Furthermore, the broker likes the trust’s policy of reducing discount volatility by protecting a 5 per cent discount through buybacks and issuing shares at a small premium to NAV to meet investor demand. However, the trust has not needed to buy back shares since 2010 and has seen “substantial” growth in its market cap since then.

AIC figures show Finsbury Growth & Income has ongoing charges of 0.73 per cent, is trading on a 0.02 per cent discount and is yielding 1.9 per cent. It is 2 per cent geared.


Temple Bar

The fourth AIC UK Equity Income trust flagged up by the broker is Alastair Mundy’s £882.7m Temple Bar trust. It has a contrarian approach, employing a bottom-up stock selection process to invest in undervalued, out-of-favour companies with strong balance sheets.

Numis pointed out that Mundy has a strong-term track record on the back of this approach, but added that performance in recent years has been “mixed” relative to its peers. “In 2014 and 2015 performance was impacted by a reluctance to hold highly valued quality companies,” the broker said.
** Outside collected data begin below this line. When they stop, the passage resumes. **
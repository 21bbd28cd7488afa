use crate::domain::CyclesState;
use std::fs;
use std::io::ErrorKind;
use std::path::PathBuf;

/// Default state file name. The version suffix names the on-disk schema;
/// bumping it abandons the old slot (there is no migration logic).
pub const STORAGE_FILE: &str = "tomatui-cycles-state-1.0.0.json";

/// JSON file persistence for the cycle state.
///
/// One fixed slot, whole-state writes: every save replaces the entire file.
pub struct StateRepository {
    path: PathBuf,
}

impl StateRepository {
    pub fn new(path: impl Into<PathBuf>) -> Self {
        Self { path: path.into() }
    }

    pub fn save_state(&self, state: &CyclesState) -> Result<(), String> {
        match serde_json::to_string_pretty(state) {
            Ok(json) => match fs::write(&self.path, json) {
                Ok(_) => Ok(()),
                Err(e) => Err(e.to_string()),
            },
            Err(e) => Err(format!("Serialization failed: {}", e)),
        }
    }

    /// Loads the persisted state, `Ok(None)` when no state has been saved yet.
    ///
    /// A malformed file is an error, not an empty state: silently starting
    /// over would drop the user's history on the next save.
    pub fn load_state(&self) -> Result<Option<CyclesState>, String> {
        match fs::read_to_string(&self.path) {
            Ok(content) => match serde_json::from_str::<CyclesState>(&content) {
                Ok(state) => Ok(Some(state)),
                Err(e) => Err(format!("Invalid state file format - {}", e)),
            },
            Err(e) if e.kind() == ErrorKind::NotFound => Ok(None),
            Err(e) => Err(e.to_string()),
        }
    }
}

#[cfg(test)]
mod tests {
    use super::*;
    use crate::domain::Cycle;
    use chrono::Utc;
    use tempfile::tempdir;

    fn sample_state() -> CyclesState {
        let mut cycle = Cycle::new("1000".to_string(), "Study".to_string(), 25, Utc::now());
        cycle.interrupted_date = Some(Utc::now());
        CyclesState {
            cycles: vec![cycle],
            active_cycle_id: None,
        }
    }

    #[test]
    fn test_save_then_load_round_trips() {
        let dir = tempdir().unwrap();
        let repository = StateRepository::new(dir.path().join(STORAGE_FILE));
        let state = sample_state();

        repository.save_state(&state).unwrap();
        let loaded = repository.load_state().unwrap();

        assert_eq!(loaded, Some(state));
    }

    #[test]
    fn test_load_missing_file_is_none() {
        let dir = tempdir().unwrap();
        let repository = StateRepository::new(dir.path().join(STORAGE_FILE));

        assert_eq!(repository.load_state().unwrap(), None);
    }

    #[test]
    fn test_load_malformed_file_is_an_error() {
        let dir = tempdir().unwrap();
        let path = dir.path().join(STORAGE_FILE);
        std::fs::write(&path, "{ not json").unwrap();
        let repository = StateRepository::new(path);

        let result = repository.load_state();
        assert!(result.is_err());
        assert!(result.unwrap_err().contains("Invalid state file format"));
    }

    #[test]
    fn test_save_replaces_previous_contents() {
        let dir = tempdir().unwrap();
        let repository = StateRepository::new(dir.path().join(STORAGE_FILE));

        repository.save_state(&sample_state()).unwrap();
        repository.save_state(&CyclesState::default()).unwrap();

        assert_eq!(repository.load_state().unwrap(), Some(CyclesState::default()));
    }

    #[test]
    fn test_save_to_unwritable_path_reports_error() {
        let dir = tempdir().unwrap();
        // A directory component that does not exist.
        let repository = StateRepository::new(dir.path().join("missing").join(STORAGE_FILE));

        assert!(repository.save_state(&CyclesState::default()).is_err());
    }
}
Performance of trust vs sector and index over 10yrs

 

Source: FE Analytics

“With the sale of tobacco holdings, BAT and Imperial Brand, during 2017, the portfolio no longer has any exposure to ‘bond proxies’, which the manager believes will suffer in an inflationary environment.

“Temple Bar outperformed its peers in 2016, helped by a higher exposure to resources stocks, but the NAV total return in 2017 of 9.8 per cent lagged behind the FTSE All Share return of 13.1 per cent.”

The portfolio’s largest sector exposures are to financials, industrials and consumer services, while it currently has 18 per cent of assets in cash and short-dated gilts. Its largest individual holdings are HSBC, Royal Dutch Shell and GlaxoSmithKline.

Temple Bar has ongoing charges of 0.52 per cent, is on a 5.9 per cent discount to NAV and yields 3.2 per cent. It is not geared.